### Description of the task
Exactly as written, restate the material below from its first line through the line containing "object. They are", and stop there.
───── Records shown
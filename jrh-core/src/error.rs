//! Error types for jrh
//!
//! Every failure a call can produce is one variant of [`Error`]. The variants
//! follow the classification a JSON-RPC client has to make about *who* broke
//! the exchange:
//!
//! - **Client**: local processing failed (parameters could not be encoded,
//!   the response body could not be parsed, duplicate ids in a batch, ...)
//! - **Protocol**: the remote side violated the HTTP/JSON-RPC contract
//!   (wrong status, wrong content type, id set mismatch, ...)
//! - **Service**: the remote method ran and answered with a JSON-RPC `error`
//!   object
//! - **Aggregate**: several malformed items in one batch answer
//! - **Cancelled**: the caller's cancellation token fired
//!
//! # Examples
//!
//! ```rust
//! use jrh_core::{ClientErrorKind, Error, Id};
//!
//! let error = Error::client(ClientErrorKind::InvalidParams, Some(Id::Number(7)));
//! assert_eq!(error.id(), Some(&Id::Number(7)));
//! assert_eq!(error.to_string(), "Client error: invalid params (id: 7)");
//! ```

use crate::contract::Payload;
use crate::id::Id;
use std::fmt;
use thiserror::Error;

/// Result type for jrh operations
pub type Result<T> = std::result::Result<T, Error>;

/// Standard JSON-RPC 2.0 error codes
///
/// Servers report these in the `code` member of an error object. They are
/// exposed so callers can match on [`ServiceError::code`].
pub mod codes {
    /// Invalid JSON was received by the server
    pub const PARSE_ERROR: i64 = -32700;
    /// The JSON sent is not a valid Request object
    pub const INVALID_REQUEST: i64 = -32600;
    /// The method does not exist / is not available
    pub const METHOD_NOT_FOUND: i64 = -32601;
    /// Invalid method parameter(s)
    pub const INVALID_PARAMS: i64 = -32602;
    /// Internal JSON-RPC error
    pub const INTERNAL_ERROR: i64 = -32603;
    /// Lower bound of the range reserved for pre-defined errors
    pub const RESERVED_MIN: i64 = -32768;
    /// Upper bound of the range reserved for pre-defined errors
    pub const RESERVED_MAX: i64 = -32000;
}

/// Application-level error type for jrh operations
#[derive(Debug, Error)]
pub enum Error {
    /// Local processing failure
    ///
    /// Raised before the request leaves the process (bad method name, bad
    /// parameters, duplicate batch ids) or while making sense of a response
    /// body that could not be parsed.
    #[error("Client error: {kind}{}", context(.id.as_ref(), .detail.as_deref()))]
    Client {
        /// What went wrong
        kind: ClientErrorKind,
        /// The request id, when known
        id: Option<Id>,
        /// Parser or validation diagnostic
        detail: Option<String>,
    },

    /// The remote side violated the HTTP/JSON-RPC contract
    #[error("Protocol error: {kind} (HTTP {status}){}", context(.id.as_ref(), None))]
    Protocol {
        /// What went wrong
        kind: ProtocolErrorKind,
        /// HTTP status code of the exchange
        status: u16,
        /// The request id, when determinable
        id: Option<Id>,
    },

    /// The remote method answered with a JSON-RPC error object
    #[error("Service error: {0}")]
    Service(ServiceError),

    /// Several malformed items in an otherwise batch-shaped answer
    ///
    /// Every inner error is a [`Error::Client`] with
    /// [`ClientErrorKind::InvalidValue`].
    #[error("Aggregate error: {} invalid response item(s)", .0.len())]
    Aggregate(Vec<Error>),

    /// The call was cancelled by the caller
    #[error("Operation cancelled")]
    Cancelled,

    /// The HTTP invoker failed to complete the exchange
    #[error("Transport error: {0}")]
    Transport(String),

    /// The client was configured with invalid settings
    #[error("Configuration error: {0}")]
    Configuration(String),

    /// A charset token outside the supported whitelist
    #[error("Unsupported charset: {0}")]
    UnsupportedCharset(String),
}

fn context(id: Option<&Id>, detail: Option<&str>) -> String {
    let mut out = String::new();
    if let Some(id) = id {
        out.push_str(&format!(" (id: {})", id));
    }
    if let Some(detail) = detail {
        out.push_str(&format!(": {}", detail));
    }
    out
}

impl Error {
    /// Create a client error without a diagnostic
    pub fn client(kind: ClientErrorKind, id: Option<Id>) -> Self {
        Error::Client {
            kind,
            id,
            detail: None,
        }
    }

    /// Create a client error carrying a diagnostic message
    pub fn client_detail(kind: ClientErrorKind, id: Option<Id>, detail: impl Into<String>) -> Self {
        Error::Client {
            kind,
            id,
            detail: Some(detail.into()),
        }
    }

    /// Create a protocol error
    pub fn protocol(kind: ProtocolErrorKind, status: u16, id: Option<Id>) -> Self {
        Error::Protocol { kind, status, id }
    }

    /// Fill in the request id of a client or protocol error that has none
    ///
    /// [`Id::None`] is never attached.
    pub fn attach_id(mut self, request_id: &Id) -> Self {
        if let Error::Client { id, .. } | Error::Protocol { id, .. } = &mut self {
            if id.is_none() && !request_id.is_none() {
                *id = Some(request_id.clone());
            }
        }
        self
    }

    /// The request id associated with this error, if any
    pub fn id(&self) -> Option<&Id> {
        match self {
            Error::Client { id, .. } | Error::Protocol { id, .. } => id.as_ref(),
            _ => None,
        }
    }

    /// The HTTP status code carried by protocol errors
    pub fn status(&self) -> Option<u16> {
        match self {
            Error::Protocol { status, .. } => Some(*status),
            _ => None,
        }
    }

    /// The client error kind, if this is a client error
    pub fn client_kind(&self) -> Option<ClientErrorKind> {
        match self {
            Error::Client { kind, .. } => Some(*kind),
            _ => None,
        }
    }

    /// The protocol error kind, if this is a protocol error
    pub fn protocol_kind(&self) -> Option<ProtocolErrorKind> {
        match self {
            Error::Protocol { kind, .. } => Some(*kind),
            _ => None,
        }
    }

    /// Whether the call was cancelled
    pub fn is_cancelled(&self) -> bool {
        matches!(self, Error::Cancelled)
    }

    /// Short, stable label used for metrics and logs
    pub fn label(&self) -> &'static str {
        match self {
            Error::Client { .. } => "client",
            Error::Protocol { .. } => "protocol",
            Error::Service(_) => "service",
            Error::Aggregate(_) => "aggregate",
            Error::Cancelled => "cancelled",
            Error::Transport(_) => "transport",
            Error::Configuration(_) => "configuration",
            Error::UnsupportedCharset(_) => "charset",
        }
    }
}

impl From<ServiceError> for Error {
    fn from(err: ServiceError) -> Self {
        Error::Service(err)
    }
}

/// Kinds of local processing failures
#[derive(Debug, Clone, Copy, PartialEq, Eq, Hash)]
pub enum ClientErrorKind {
    /// The method name is empty
    InvalidMethod,
    /// The method name uses the reserved `rpc.` prefix
    ReservedMethod,
    /// Parameters could not be encoded as a JSON array or object
    InvalidParams,
    /// A call that expects a response was given no id
    InvalidIdentifier,
    /// Two calls in one batch share an id
    DuplicateIdentifiers,
    /// The id is already used by another call in flight on this client
    IdentifierInUse,
    /// A batch without any calls
    EmptyBatch,
    /// The response body is not parseable JSON text
    InvalidResponse,
    /// The response body parsed but is not a valid response for this call
    InvalidValue,
}

impl fmt::Display for ClientErrorKind {
    fn fmt(&self, f: &mut fmt::Formatter<'_>) -> fmt::Result {
        let text = match self {
            ClientErrorKind::InvalidMethod => "invalid method",
            ClientErrorKind::ReservedMethod => "reserved method",
            ClientErrorKind::InvalidParams => "invalid params",
            ClientErrorKind::InvalidIdentifier => "invalid identifier",
            ClientErrorKind::DuplicateIdentifiers => "duplicate identifiers",
            ClientErrorKind::IdentifierInUse => "identifier in use",
            ClientErrorKind::EmptyBatch => "empty batch",
            ClientErrorKind::InvalidResponse => "invalid response",
            ClientErrorKind::InvalidValue => "invalid value",
        };
        f.write_str(text)
    }
}

/// Kinds of HTTP/JSON-RPC contract violations by the remote side
#[derive(Debug, Clone, Copy, PartialEq, Eq, Hash)]
pub enum ProtocolErrorKind {
    /// A body arrived where none was expected
    UnexpectedContent,
    /// No body arrived where one was required
    UnexpectedBlank,
    /// The HTTP status is neither 200 nor 204
    InvalidStatusCode,
    /// Media type or charset of the response is not acceptable
    InvalidContentType,
    /// The response uses a content coding that was not advertised
    InvalidContentEncoding,
    /// A batch answer to a single call
    BatchValue,
    /// A single answer to a batch
    SingleValue,
    /// Two responses in one batch answer share an id
    DuplicateIdentifiers,
    /// The set of answered ids differs from the set of requested ids
    InvalidValues,
}

impl fmt::Display for ProtocolErrorKind {
    fn fmt(&self, f: &mut fmt::Formatter<'_>) -> fmt::Result {
        let text = match self {
            ProtocolErrorKind::UnexpectedContent => "unexpected content",
            ProtocolErrorKind::UnexpectedBlank => "unexpected blank",
            ProtocolErrorKind::InvalidStatusCode => "invalid status code",
            ProtocolErrorKind::InvalidContentType => "invalid content-type",
            ProtocolErrorKind::InvalidContentEncoding => "invalid content-encoding",
            ProtocolErrorKind::BatchValue => "batch value",
            ProtocolErrorKind::SingleValue => "single value",
            ProtocolErrorKind::DuplicateIdentifiers => "duplicate identifiers",
            ProtocolErrorKind::InvalidValues => "invalid values",
        };
        f.write_str(text)
    }
}

/// A JSON-RPC error object returned by the remote method
///
/// `has_data` separates an absent `data` member from one that is present but
/// `null`: `{"code":1,"message":"e"}` has no data, while
/// `{"code":1,"message":"e","data":null}` has data that decoded from `null`.
///
/// The data is decoded with the error-data type of the call's contract, or
/// kept as a raw [`serde_json::Value`] when the call declared none. A `null`
/// that the contract's type cannot hold leaves `data` empty with `has_data`
/// still set.
#[derive(Debug)]
pub struct ServiceError {
    /// Numeric error code
    pub code: i64,
    /// Short description of the error
    pub message: String,
    /// Decoded `data` member
    pub data: Option<Payload>,
    /// Whether the `data` member was present on the wire
    pub has_data: bool,
}

impl ServiceError {
    /// Borrow the error data as `E`
    ///
    /// Returns `None` if there is no data or it was decoded as another type.
    pub fn data<E: 'static>(&self) -> Option<&E> {
        self.data.as_ref().and_then(|d| d.downcast_ref::<E>())
    }

    /// Take the error data as `E`
    pub fn into_data<E: 'static>(self) -> Option<E> {
        self.data.and_then(|d| d.into_inner::<E>().ok())
    }

    /// Whether the code lies in the range reserved by JSON-RPC 2.0
    pub fn is_reserved_code(&self) -> bool {
        (codes::RESERVED_MIN..=codes::RESERVED_MAX).contains(&self.code)
    }
}

impl fmt::Display for ServiceError {
    /// Formats as "[code] message"
    fn fmt(&self, f: &mut fmt::Formatter<'_>) -> fmt::Result {
        write!(f, "[{}] {}", self.code, self.message)
    }
}

impl std::error::Error for ServiceError {}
──────────
### Result for this exercise
filename jrh-core/src/error.rs
//! Error types for jrh
//!
//! Every failure a call can produce is one variant of [`Error`]. The variants
//! follow the classification a JSON-RPC client has to make about *who* broke
//! the exchange:
//!
//! - **Client**: local processing failed (parameters could not be encoded,
//!   the response body could not be parsed, duplicate ids in a batch, ...)
//! - **Protocol**: the remote side violated the HTTP/JSON-RPC contract
//!   (wrong status, wrong content type, id set mismatch, ...)
//! - **Service**: the remote method ran and answered with a JSON-RPC `error`
//!   object
//! - **Aggregate**: several malformed items in one batch answer
//! - **Cancelled**: the caller's cancellation token fired
//!
//! # Examples
//!
//! ```rust
//! use jrh_core::{ClientErrorKind, Error, Id};
//!
//! let error = Error::client(ClientErrorKind::InvalidParams, Some(Id::Number(7)));
//! assert_eq!(error.id(), Some(&Id::Number(7)));
//! assert_eq!(error.to_string(), "Client error: invalid params (id: 7)");
//! ```

use crate::contract::Payload;
use crate::id::Id;
use std::fmt;
use thiserror::Error;

/// Result type for jrh operations
pub type Result<T> = std::result::Result<T, Error>;

/// Standard JSON-RPC 2.0 error codes
///
/// Servers report these in the `code` member of an error object. They are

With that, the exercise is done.